We have made the rules publicly available through https://semgrep.dev/s/z4Gn and https://semgrep.dev/s/pv2e .
Here is our CI job to run these rules
```yaml
semgrep:
# A Docker image with Semgrep installed.
image: returntocorp/semgrep
rules:
# Scan changed files in MRs (diff-aware scanning):
- if: $CI_MERGE_REQUEST_IID
# Scan all files on the default branch and report any findings:
- if: $CI_COMMIT_BRANCH == $CI_DEFAULT_BRANCH
variables:
SEMGREP_GITLAB_JSON: "1"
script: semgrep ci --gitlab-sast --config s/z4Gn --config s/pv2e > gl-sast-report.json || true
artifacts:
reports:
sast: gl-sast-report.json
```
It runs successfully

Resulting artifact indeed shows our new rules (parsed and extracted important data for concise report with custom script):
```
$ python3 parse.py
Entry0:
confidence - High
severity - Medium
location - File first.py, line 8
message - secure and httponly arguments are set to False by default. Consider setting them to True
Entry1:
confidence - High
severity - Medium
location - File first.py, lines 13-15
message - secure and httponly arguments are set to False by default. Consider setting them to True
Entry2:
confidence - High
severity - High
location - File second.py, line 5
message - Do not hardcode jwt secrets
Entry3:
confidence - High
severity - High
location - File second.py, line 9
message - Do not hardcode jwt secrets
Total found 4 filtered vulnerabilities
```
For reference, original looks like this:
```json
{
"$schema": "https://gitlab.com/gitlab-org/security-products/security-report-schemas/-/blob/master/dist/sast-report-format.json",
"version": "14.1.2",
"vulnerabilities": [
{
"category": "sast",
"confidence": "High",
"cve": "first.py:0786115947f0be571ac5970f9bfbcc209cdaaa97dc9f5e22e53b39d2760ffcff:avoid-insecure-cookies",
"id": "4b782276-a0be-399a-c3d4-eada85cc83c1",
"identifiers": [
{
"name": "Semgrep - avoid-insecure-cookies",
"type": "semgrep_type",
"url": "https://semgrep.dev/r/avoid-insecure-cookies",
"value": "avoid-insecure-cookies"
}
],
"location": {
"end_line": 8,
"file": "first.py",
"start_line": 8
},
"message": "secure and httponly arguments are set to False by default.
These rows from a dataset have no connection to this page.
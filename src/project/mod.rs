//! Project discovery: root directory, build file and build metadata

pub mod model;

pub use model::*;

use crate::document::XmlDocument;
use crate::error::{MigrateError, Result};
use std::path::{Path, PathBuf};

/// Build file extensions recognized as project descriptors
const BUILD_FILE_PATTERNS: &[&str] = &["*.csproj", "*.vbproj", "*.fsproj"];

/// Values that, when present, take precedence over what the build file says
#[derive(Debug, Clone, Default)]
pub struct LocateOptions {
    pub root: Option<PathBuf>,
    pub assembly_name: Option<String>,
    pub output_dir: Option<PathBuf>,
}

#[derive(Debug)]
pub struct ProjectLocator {
    start_dir: PathBuf,
}

impl ProjectLocator {
    pub fn new(start_dir: impl Into<PathBuf>) -> Self {
        Self {
            start_dir: start_dir.into(),
        }
    }

    pub fn from_current_dir() -> Result<Self> {
        Ok(Self::new(std::env::current_dir()?))
    }

    /// Find the project root and its build file
    ///
    /// Without an explicit root the search walks from the start directory up
    /// to the filesystem root and stops at the first directory holding a build
    /// file.
    pub fn find_root(&self, explicit: Option<&Path>) -> Result<(PathBuf, PathBuf)> {
        if let Some(root) = explicit {
            let root = self.absolute(root);
            return match find_build_file(&root)? {
                Some(build_file) => Ok((root, build_file)),
                None => Err(MigrateError::ProjectNotFound { start: root }),
            };
        }

        let start = self.absolute(&self.start_dir);
        let mut current = start.as_path();
        loop {
            if let Some(build_file) = find_build_file(current)? {
                log::debug!("Project root: {}", current.display());
                return Ok((current.to_path_buf(), build_file));
            }
            match current.parent() {
                Some(parent) => current = parent,
                None => return Err(MigrateError::ProjectNotFound { start }),
            }
        }
    }

    pub fn locate(&self, options: &LocateOptions) -> Result<ProjectDescriptor> {
        let (root, build_file) = self.find_root(options.root.as_deref())?;
        describe(
            root,
            build_file,
            options.assembly_name.clone(),
            options.output_dir.clone(),
        )
    }

    fn absolute(&self, path: &Path) -> PathBuf {
        if path.is_absolute() {
            path.to_path_buf()
        } else {
            self.start_dir.join(path)
        }
    }
}

/// Read the build file and fill whatever the caller did not supply
pub fn describe(
    root: PathBuf,
    build_file: PathBuf,
    assembly_name: Option<String>,
    output_dir: Option<PathBuf>,
) -> Result<ProjectDescriptor> {
    let doc = load_project_document(&build_file)?;

    if let Some(ns) = doc.namespace() {
        if ns != PROJECT_NAMESPACE {
            log::warn!("{} uses unexpected namespace {}", build_file.display(), ns);
        }
    }

    let assembly_name = match assembly_name.filter(|name| !name.trim().is_empty()) {
        Some(name) => name,
        None => doc
            .first_text("AssemblyName")
            .map(str::to_string)
            .ok_or_else(|| malformed(&build_file, "no AssemblyName element"))?,
    };

    let output_dir = match output_dir.filter(|dir| !dir.as_os_str().is_empty()) {
        Some(dir) => root.join(dir),
        None => {
            let output_path = doc
                .first_text("OutputPath")
                .ok_or_else(|| malformed(&build_file, "no OutputPath element"))?;
            root.join(msbuild_to_host_path(output_path))
        }
    };

    log::debug!(
        "Assembly '{}' in {}",
        assembly_name,
        output_dir.display()
    );

    Ok(ProjectDescriptor {
        item_groups: ItemGroup::read_all(&doc),
        root,
        build_file,
        assembly_name,
        output_dir,
    })
}

pub fn load_project_document(build_file: &Path) -> Result<XmlDocument> {
    XmlDocument::load(build_file)?.map_err(|e| malformed(build_file, &e.to_string()))
}

/// Lexically first build file directly inside `dir`
pub fn find_build_file(dir: &Path) -> Result<Option<PathBuf>> {
    let escaped = glob::Pattern::escape(&dir.to_string_lossy());
    let mut candidates = Vec::new();

    for pattern in BUILD_FILE_PATTERNS {
        let full = format!("{}/{}", escaped, pattern);
        let paths = glob::glob(&full).map_err(|e| {
            MigrateError::Io(std::io::Error::new(std::io::ErrorKind::InvalidInput, e))
        })?;
        candidates.extend(paths.filter_map(|p| p.ok()).filter(|p| p.is_file()));
    }

    candidates.sort_by(|a, b| a.file_name().cmp(&b.file_name()));
    if candidates.len() > 1 {
        let others: Vec<String> = candidates[1..]
            .iter()
            .map(|p| p.display().to_string())
            .collect();
        log::warn!(
            "Several project files in {}; using {} and ignoring {}",
            dir.display(),
            candidates[0].display(),
            others.join(", ")
        );
    }

    Ok(candidates.into_iter().next())
}

fn malformed(path: &Path, message: &str) -> MigrateError {
    MigrateError::MalformedProjectFile {
        path: path.to_path_buf(),
        message: message.to_string(),
    }
}
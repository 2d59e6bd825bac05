//! Persists scaffolded migrations and references them from the project file

mod resx;

pub use resx::to_resx;

use crate::engine::{MigrationId, ScaffoldResult};
use crate::error::{MigrateError, Result};
use crate::project::{
    load_project_document, msbuild_to_host_path, BuildEntry, EntryRole, ItemGroup,
    ProjectDescriptor,
};
use std::fs;
use std::path::{Component, Path, PathBuf};

#[derive(Debug, Clone)]
pub struct IntegrationReport {
    pub migration_id: MigrationId,
    pub written: Vec<PathBuf>,
    pub entries: Vec<BuildEntry>,
    /// False when the project already referenced the migration
    pub item_group_added: bool,
}

#[derive(Debug)]
pub struct ProjectFileIntegrator<'a> {
    project: &'a ProjectDescriptor,
}

impl<'a> ProjectFileIntegrator<'a> {
    pub fn new(project: &'a ProjectDescriptor) -> Self {
        Self { project }
    }

    /// Write the artifacts, then append one item group referencing them
    ///
    /// The project file is only touched after every artifact is on disk.
    pub fn integrate(&self, scaffold: &ScaffoldResult) -> Result<IntegrationReport> {
        validate(scaffold)?;

        let written = self.write_artifacts(scaffold)?;
        let entries = plan_entries(scaffold);

        let build_file = &self.project.build_file;
        let doc = load_project_document(build_file)?;
        let primary = &entries[0].include;

        let already_referenced = ItemGroup::read_all(&doc)
            .iter()
            .flat_map(|group| group.entries.iter())
            .any(|entry| entry.includes(primary));
        if already_referenced {
            log::warn!(
                "{} already references {}; leaving it unchanged",
                build_file.display(),
                primary
            );
            return Ok(IntegrationReport {
                migration_id: scaffold.migration_id.clone(),
                written,
                entries,
                item_group_added: false,
            });
        }

        let fragment = render_item_group(&entries, &doc.indent_unit());
        let updated = match doc.children_named(doc.root(), "ItemGroup").last() {
            Some(last) => doc.insert_after(last, &fragment),
            None => doc.append_child(doc.root(), &fragment),
        };

        fs::write(build_file, updated).map_err(|source| MigrateError::ArtifactWrite {
            path: build_file.clone(),
            source,
        })?;
        log::info!(
            "Added {} entries for {} to {}",
            entries.len(),
            scaffold.migration_id,
            build_file.display()
        );

        Ok(IntegrationReport {
            migration_id: scaffold.migration_id.clone(),
            written,
            entries,
            item_group_added: true,
        })
    }

    fn write_artifacts(&self, scaffold: &ScaffoldResult) -> Result<Vec<PathBuf>> {
        let dir = self
            .project
            .root
            .join(msbuild_to_host_path(&scaffold.directory));
        fs::create_dir_all(&dir).map_err(|source| MigrateError::ArtifactWrite {
            path: dir.clone(),
            source,
        })?;

        let mut files = vec![
            (dir.join(scaffold.primary_file_name()), scaffold.user_code.clone()),
            (dir.join(scaffold.designer_file_name()), scaffold.designer_code.clone()),
        ];
        if !scaffold.resources.is_empty() {
            files.push((dir.join(scaffold.resource_file_name()), to_resx(&scaffold.resources)));
        }

        let mut written = Vec::with_capacity(files.len());
        for (path, content) in files {
            write_file(&path, &content)?;
            log::info!("Wrote {}", path.display());
            written.push(path);
        }
        Ok(written)
    }
}

/// Entries for one migration: primary, designer, and resources if any
pub fn plan_entries(scaffold: &ScaffoldResult) -> Vec<BuildEntry> {
    let primary_name = scaffold.primary_file_name();
    let mut entries = vec![
        BuildEntry::new(EntryRole::Compile, include_path(&scaffold.directory, &primary_name)),
        BuildEntry::new(
            EntryRole::Compile,
            include_path(&scaffold.directory, &scaffold.designer_file_name()),
        )
        .dependent_upon(primary_name.clone()),
    ];
    if !scaffold.resources.is_empty() {
        entries.push(
            BuildEntry::new(
                EntryRole::EmbeddedResource,
                include_path(&scaffold.directory, &scaffold.resource_file_name()),
            )
            .dependent_upon(primary_name),
        );
    }
    entries
}

/// Item group markup with relative indentation; no namespace declaration so
/// the elements inherit the project's default namespace
fn render_item_group(entries: &[BuildEntry], unit: &str) -> String {
    let mut lines = vec!["<ItemGroup>".to_string()];
    for entry in entries {
        let element = entry.role.element_name();
        let include = crate::document::escape(&entry.include);
        match &entry.dependent_upon {
            Some(primary) => {
                lines.push(format!("{}<{} Include=\"{}\">", unit, element, include));
                lines.push(format!(
                    "{}{}<DependentUpon>{}</DependentUpon>",
                    unit,
                    unit,
                    crate::document::escape(primary)
                ));
                lines.push(format!("{}</{}>", unit, element));
            }
            None => lines.push(format!("{}<{} Include=\"{}\" />", unit, element, include)),
        }
    }
    lines.push("</ItemGroup>".to_string());
    lines.join("\n")
}

/// MSBuild include path: backslash separated, relative to the project root
fn include_path(directory: &str, file_name: &str) -> String {
    let dir: Vec<&str> = directory
        .split(['\\', '/'])
        .filter(|part| !part.is_empty() && *part != ".")
        .collect();
    if dir.is_empty() {
        file_name.to_string()
    } else {
        format!("{}\\{}", dir.join("\\"), file_name)
    }
}

fn validate(scaffold: &ScaffoldResult) -> Result<()> {
    let id = scaffold.migration_id.as_str();
    if id.trim().is_empty() || id.contains(['/', '\\']) {
        return Err(MigrateError::InvalidScaffold(format!(
            "migration id '{}' is not a file name",
            id
        )));
    }
    if scaffold.language.trim().is_empty()
        || !scaffold.language.chars().all(|c| c.is_ascii_alphanumeric())
    {
        return Err(MigrateError::InvalidScaffold(format!(
            "language tag '{}' is not a file extension",
            scaffold.language
        )));
    }

    let dir = msbuild_to_host_path(&scaffold.directory);
    let escapes = dir.is_absolute()
        || scaffold.directory.contains(':')
        || dir
            .components()
            .any(|c| !matches!(c, Component::Normal(_) | Component::CurDir));
    if escapes {
        return Err(MigrateError::InvalidScaffold(format!(
            "directory '{}' is outside the project",
            scaffold.directory
        )));
    }
    Ok(())
}

fn write_file(path: &Path, content: &str) -> Result<()> {
    fs::write(path, content).map_err(|source| MigrateError::ArtifactWrite {
        path: path.to_path_buf(),
        source,
    })
}

#[cfg(test)]
mod tests {
    use super::*;
    use crate::document::XmlDocument;
    use crate::project::{describe, PROJECT_NAMESPACE};
    use indexmap::IndexMap;
    use tempfile::TempDir;

    const PROJECT: &str = r#"<?xml version="1.0" encoding="utf-8"?>
<Project ToolsVersion="12.0" DefaultTargets="Build" xmlns="http://schemas.microsoft.com/developer/msbuild/2003">
  <PropertyGroup>
    <AssemblyName>Foo</AssemblyName>
    <OutputPath>bin\Debug\</OutputPath>
  </PropertyGroup>
  <ItemGroup>
    <Reference Include="System" />
  </ItemGroup>
  <ItemGroup>
    <Compile Include="Program.cs" />
    <Compile Include="Migrations\Configuration.cs" />
  </ItemGroup>
  <Import Project="$(MSBuildToolsPath)\Microsoft.CSharp.targets" />
</Project>
"#;

    fn project() -> (TempDir, ProjectDescriptor) {
        let dir = TempDir::new().unwrap();
        let build_file = dir.path().join("Foo.csproj");
        fs::write(&build_file, PROJECT).unwrap();
        let descriptor = describe(dir.path().to_path_buf(), build_file, None, None).unwrap();
        (dir, descriptor)
    }

    fn scaffold(id: &str, with_resources: bool) -> ScaffoldResult {
        let mut resources = IndexMap::new();
        if with_resources {
            resources.insert("Target".to_string(), "H4sIAAAAAAAEAO29".to_string());
        }
        ScaffoldResult {
            migration_id: id.into(),
            language: "cs".into(),
            user_code: "public partial class InitialCreate : DbMigration {}".into(),
            designer_code: "public sealed partial class InitialCreate : IMigrationMetadata {}".into(),
            directory: "Migrations".into(),
            resources,
        }
    }

    #[test]
    fn test_adds_one_item_group_after_existing_ones() {
        let (dir, descriptor) = project();
        let report = ProjectFileIntegrator::new(&descriptor)
            .integrate(&scaffold("201501011200000_InitialCreate", true))
            .unwrap();

        assert!(report.item_group_added);
        assert_eq!(report.written.len(), 3);
        for path in &report.written {
            assert!(path.is_file(), "missing {}", path.display());
        }

        let updated = fs::read_to_string(&descriptor.build_file).unwrap();
        let doc = XmlDocument::parse(&updated).unwrap();
        let groups = ItemGroup::read_all(&doc);
        assert_eq!(groups.len(), 3);
        assert_eq!(groups[0], descriptor.item_groups[0]);
        assert_eq!(groups[1], descriptor.item_groups[1]);

        let added = &groups[2].entries;
        assert_eq!(added.len(), 3);
        assert_eq!(added[0].include, r"Migrations\201501011200000_InitialCreate.cs");
        assert_eq!(added[1].include, r"Migrations\201501011200000_InitialCreate.Designer.cs");
        assert_eq!(
            added[1].dependent_upon.as_deref(),
            Some("201501011200000_InitialCreate.cs")
        );
        assert_eq!(added[2].role, EntryRole::EmbeddedResource);
        assert_eq!(
            added[2].dependent_upon.as_deref(),
            Some("201501011200000_InitialCreate.cs")
        );

        // the new group sits before the Import, and nothing else moved
        let expected_tail = "  </ItemGroup>\n  <Import Project=\"$(MSBuildToolsPath)\\Microsoft.CSharp.targets\" />\n</Project>\n";
        assert!(updated.ends_with(expected_tail));
        assert!(updated.starts_with(&PROJECT[..PROJECT.find("  <Import").unwrap()]));
        assert_eq!(updated.matches(PROJECT_NAMESPACE).count(), 1);
        assert!(dir
            .path()
            .join("Migrations")
            .join("201501011200000_InitialCreate.Designer.cs")
            .is_file());
    }

    #[test]
    fn test_rerun_does_not_duplicate_entries() {
        let (_dir, descriptor) = project();
        let integrator = ProjectFileIntegrator::new(&descriptor);
        let migration = scaffold("201501011200000_InitialCreate", true);

        integrator.integrate(&migration).unwrap();
        let after_first = fs::read_to_string(&descriptor.build_file).unwrap();

        let report = integrator.integrate(&migration).unwrap();
        assert!(!report.item_group_added);
        assert_eq!(fs::read_to_string(&descriptor.build_file).unwrap(), after_first);
    }

    #[test]
    fn test_second_migration_goes_after_first() {
        let (_dir, descriptor) = project();
        let integrator = ProjectFileIntegrator::new(&descriptor);
        integrator
            .integrate(&scaffold("201501011200000_InitialCreate", false))
            .unwrap();
        integrator
            .integrate(&scaffold("201603011200000_AddOrders", false))
            .unwrap();

        let doc = XmlDocument::parse(&fs::read_to_string(&descriptor.build_file).unwrap()).unwrap();
        let groups = ItemGroup::read_all(&doc);
        assert_eq!(groups.len(), 4);
        assert!(groups[2].entries[0].include.ends_with("InitialCreate.cs"));
        assert!(groups[3].entries[0].include.ends_with("AddOrders.cs"));
        assert_eq!(groups[3].entries.len(), 2);
    }

    #[test]
    fn test_write_failure_leaves_project_file_untouched() {
        let (dir, descriptor) = project();
        // a plain file where the migrations directory should be
        fs::write(dir.path().join("Migrations"), "not a directory").unwrap();

        let err = ProjectFileIntegrator::new(&descriptor)
            .integrate(&scaffold("201501011200000_InitialCreate", true))
            .unwrap_err();
        assert!(matches!(err, MigrateError::ArtifactWrite { .. }));
        assert_eq!(fs::read_to_string(&descriptor.build_file).unwrap(), PROJECT);
    }

    #[test]
    fn test_project_without_item_groups() {
        let dir = TempDir::new().unwrap();
        let build_file = dir.path().join("Foo.csproj");
        fs::write(
            &build_file,
            "<Project>\n\t<PropertyGroup>\n\t\t<AssemblyName>Foo</AssemblyName>\n\t\t<OutputPath>bin</OutputPath>\n\t</PropertyGroup>\n</Project>\n",
        )
        .unwrap();
        let descriptor = describe(dir.path().to_path_buf(), build_file.clone(), None, None).unwrap();

        ProjectFileIntegrator::new(&descriptor)
            .integrate(&scaffold("1_Init", false))
            .unwrap();

        let updated = fs::read_to_string(&build_file).unwrap();
        assert!(updated.contains("\t</PropertyGroup>\n\t<ItemGroup>\n\t\t<Compile Include=\"Migrations\\1_Init.cs\" />\n"));
        assert!(updated.ends_with("\t</ItemGroup>\n</Project>\n"));
    }

    #[test]
    fn test_rejects_directories_outside_the_project() {
        let (_dir, descriptor) = project();
        let integrator = ProjectFileIntegrator::new(&descriptor);
        for directory in [r"..\Elsewhere", "/tmp/migrations", r"C:\Migrations"] {
            let mut migration = scaffold("1_Init", false);
            migration.directory = directory.to_string();
            let err = integrator.integrate(&migration).unwrap_err();
            assert_eq!(err.kind(), "InvalidScaffold", "{}", directory);
        }
    }

    #[test]
    fn test_include_paths_use_backslashes() {
        assert_eq!(include_path("Data/Migrations/", "1_Init.cs"), r"Data\Migrations\1_Init.cs");
        assert_eq!(include_path("", "1_Init.cs"), "1_Init.cs");
        assert_eq!(include_path(".", "1_Init.cs"), "1_Init.cs");
    }
}
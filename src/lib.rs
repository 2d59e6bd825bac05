//! Migration scaffolding for MSBuild projects
//!
//! Finds the project around the working directory, resolves its runtime
//! configuration and compiled migration configuration, and drives an external
//! migration engine to scaffold migrations, list pending ones, update the
//! database or generate a SQL script. New migrations are written to disk and
//! referenced from the project's build file.

pub mod config;
pub mod document;
pub mod engine;
pub mod error;
pub mod integrator;
pub mod loader;
pub mod orchestrator;
pub mod project;
pub mod settings;

pub use engine::{MigrationEngine, MigrationId, PendingMigrationSet, ProcessEngine, ScaffoldResult};
pub use error::{MigrateError, Result};
pub use orchestrator::{Action, Orchestrator, Outcome, Request, Stage};
pub use project::{LocateOptions, ProjectLocator};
Consider setting them to True",
"scanner": {
"id": "semgrep",
"name": "Semgrep",
"vendor": {
"name": "Semgrep"
}
},
"severity": "Medium"
},
...
]
}
```
* Semgrep vs grep
* Grep is a simple command-line utility that performs a regular expression search on the given input.
* Semgrep, on the other hand, allows us to define rules with patterns we would like to avoid, severity levels for these rules and suggestions.